How Much Would You Charge?

Business By Jamie_L Updated 1 Jun 2015 , 4:53pm by Jamie_L

Jamie_L Posted 31 May 2015 , 12:11am
post #1 of 12

How much would you charge for a cake like this? Bottom tier 12" next tier 12" petal next tier 9" round. Next tier 6" petal and top  tier 4 1/2" round. Flavors were red velvet with cream cheese frosting, fudge cake with fudge filling and French vanilla cake with lemon filling. I have only made a couple of wedding cakes and I am still learning. I don't think it is fair to charge for all my time since I am learning. But I don't want to be taken advantage of either.


11 replies
pastrypet Posted 31 May 2015 , 12:27am
post #2 of 12

Do Not undercharge because you're "still learning"! Practice and learn your skills; THEN start selling cakes. By undercharging you are becoming the "cheap cake lady" and are doing a disservice not only to yourself but to all of the other people who are charging realistic fair prices for their cakes.

Apti Posted 31 May 2015 , 8:56am
post #3 of 12

Welcome to the forum.  This is the most asked question on the site.  Unfortunately, no one can accurately  answer your question. 

Here's an excellent article about pricing:

http://www.cakeboss.com/Cake-Stuff/Articles/How-Much-Should-I-Charge

Jamie_L Posted 31 May 2015 , 8:47pm
post #4 of 12

Thanks for the info

CoinUK Posted 31 May 2015 , 9:37pm
post #5 of 12

Wow! Just looked at those Wilton and Earlene serving guides!

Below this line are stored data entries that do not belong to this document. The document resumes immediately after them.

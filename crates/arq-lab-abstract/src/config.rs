use serde::{Deserialize, Serialize};
use std::fmt;
use std::str::FromStr;
use thiserror::Error;

/// The ARQ variant a run executes.
#[derive(Debug, Clone, Copy, PartialEq, Eq, Serialize, Deserialize)]
#[serde(rename_all = "kebab-case")]
pub enum Protocol {
    StopAndWait,
    SlidingWindow,
    GoBackN,
    SelectiveRepeat,
}

impl fmt::Display for Protocol {
    fn fmt(&self, f: &mut fmt::Formatter<'_>) -> fmt::Result {
        let name = match self {
            Protocol::StopAndWait => "stop-and-wait",
            Protocol::SlidingWindow => "sliding-window",
            Protocol::GoBackN => "go-back-n",
            Protocol::SelectiveRepeat => "selective-repeat",
        };
        f.write_str(name)
    }
}

impl FromStr for Protocol {
    type Err = ConfigError;

    fn from_str(s: &str) -> Result<Self, Self::Err> {
        match s {
            "stop-and-wait" => Ok(Protocol::StopAndWait),
            "sliding-window" => Ok(Protocol::SlidingWindow),
            "go-back-n" => Ok(Protocol::GoBackN),
            "selective-repeat" => Ok(Protocol::SelectiveRepeat),
            other => Err(ConfigError::UnknownProtocol(other.to_string())),
        }
    }
}

/// Simulated-time parameters, all in milliseconds.
#[derive(Debug, Clone, Copy, Serialize, Deserialize)]
pub struct TimingConfig {
    /// Full one-way transit time of the channel.
    pub transit_ms: u64,
    /// Pause between successive sends of a windowed batch.
    pub stagger_ms: u64,
    /// Retransmission timeout. Must exceed one round trip to be useful.
    pub timeout_ms: u64,
}

impl Default for TimingConfig {
    fn default() -> Self {
        Self {
            transit_ms: 100,
            stagger_ms: 20,
            timeout_ms: 450,
        }
    }
}

/// Channel fault model. Scheduled (deterministic) loss lives in the loss
/// table; this adds an optional seeded random loss on top.
#[derive(Debug, Clone, Copy, Serialize, Deserialize)]
pub struct ChannelConfig {
    pub loss_rate: f64,
    pub seed: u64,
}

impl Default for ChannelConfig {
    fn default() -> Self {
        Self {
            loss_rate: 0.0,
            seed: 0,
        }
    }
}

/// Immutable per-run configuration, validated by the driver at `start`.
#[derive(Debug, Clone, Serialize, Deserialize)]
pub struct RunConfig {
    pub protocol: Protocol,
    pub total_frames: u32,
    pub window_size: u32,
    #[serde(default)]
    pub timing: TimingConfig,
    #[serde(default)]
    pub channel: ChannelConfig,
}

impl RunConfig {
    pub fn new(protocol: Protocol, total_frames: u32, window_size: u32) -> Self {
        Self {
            protocol,
            total_frames,
            window_size,
            timing: TimingConfig::default(),
            channel: ChannelConfig::default(),
        }
    }

    /// Stop-and-Wait always runs with a window of exactly one frame.
    pub fn effective_window(&self) -> u32 {
        match self.protocol {
            Protocol::StopAndWait => 1,
            _ => self.window_size,
        }
    }

    pub fn validate(&self) -> Result<(), ConfigError> {
        if self.total_frames == 0 {
            return Err(ConfigError::ZeroFrames);
        }
        if self.window_size == 0 {
            return Err(ConfigError::ZeroWindow);
        }
        if !(0.0..=1.0).contains(&self.channel.loss_rate) {
            return Err(ConfigError::LossRateOutOfRange(self.channel.loss_rate));
        }
        Ok(())
    }
}

#[derive(Debug, Error)]
pub enum ConfigError {
    #[error("frame count must be a positive integer")]
    ZeroFrames,
    #[error("window size must be a positive integer")]
    ZeroWindow,
    #[error("loss rate must lie within 0.0..=1.0, got {0}")]
    LossRateOutOfRange(f64),
    #[error(
        "unknown protocol {0:?}; expected stop-and-wait, sliding-window, go-back-n or selective-repeat"
    )]
    UnknownProtocol(String),
}

#[cfg(test)]
mod tests {
    use super::*;

    #[test]
    fn protocol_round_trips_through_str() {
        for name in [
            "stop-and-wait",
            "sliding-window",
            "go-back-n",
            "selective-repeat",
        ] {
            let p: Protocol = name.parse().unwrap();
            assert_eq!(p.to_string(), name);
        }
    }

    #[test]
    fn unknown_protocol_is_rejected() {
        let err = "tcp-reno".parse::<Protocol>().unwrap_err();
        assert!(matches!(err, ConfigError::UnknownProtocol(_)));
    }

    #[test]
    fn validation_rejects_degenerate_configs() {
        let mut cfg = RunConfig::new(Protocol::GoBackN, 0, 4);
        assert!(matches!(cfg.validate(), Err(ConfigError::ZeroFrames)));

        cfg.total_frames = 4;
        cfg.window_size = 0;
        assert!(matches!(cfg.validate(), Err(ConfigError::ZeroWindow)));

        cfg.window_size = 2;
        cfg.channel.loss_rate = 1.5;
        assert!(matches!(
            cfg.validate(),
            Err(ConfigError::LossRateOutOfRange(_))
        ));

        cfg.channel.loss_rate = 0.0;
        assert!(cfg.validate().is_ok());
    }

    #[test]
    fn stop_and_wait_window_is_pinned_to_one() {
        let cfg = RunConfig::new(Protocol::StopAndWait, 5, 8);
        assert_eq!(cfg.effective_window(), 1);
        let cfg = RunConfig::new(Protocol::SelectiveRepeat, 5, 8);
        assert_eq!(cfg.effective_window(), 8);
    }
}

How in the name of the gods, does anyone get 24 servings out of a 8 inch round?? I'm lucky if I can get 8 slices out of one! :D

Glad I don't do this professionally! :D

jmt1714 Posted 31 May 2015 , 9:44pm
post #6 of 12

The key is not cutting wedge shapes. 

CoinUK Posted 31 May 2015 , 9:45pm
post #7 of 12


Quote by @jmt1714 on 16 seconds ago

The key is not cutting wedge shapes. 


Huh. But....it's round?? How else would you cut it? Wouldn't that leave some wasted? Is there a visual somewhere that helps with this?


jmt1714 Posted 31 May 2015 , 9:52pm
post #8 of 12

I am probably not describing it well. I just meant don't cut it from the center out, like going around the circle (the traditional wedge of cake). 

visualize the top of the cake. I cut it in half first And then you make the next cuts * parallel to the first one.  So you sort of have long rectangles of cake now.

Then you cut perpendicular to those cuts, releasing slices of cake.  a few end up slightly odd shaped, but most are fairly regular.  


* the number of additional parallel cuts depends on the size of the cake round.  More cuts on larger cakes  

CoinUK Posted 31 May 2015 , 10:05pm
post #9 of 12

Just had a look at some visual guides on Google Images. I can see better how it's done now. Some of the slices are smaller than others, but I guess that's unavoidable and people watching their weight might appreciate that at least ;)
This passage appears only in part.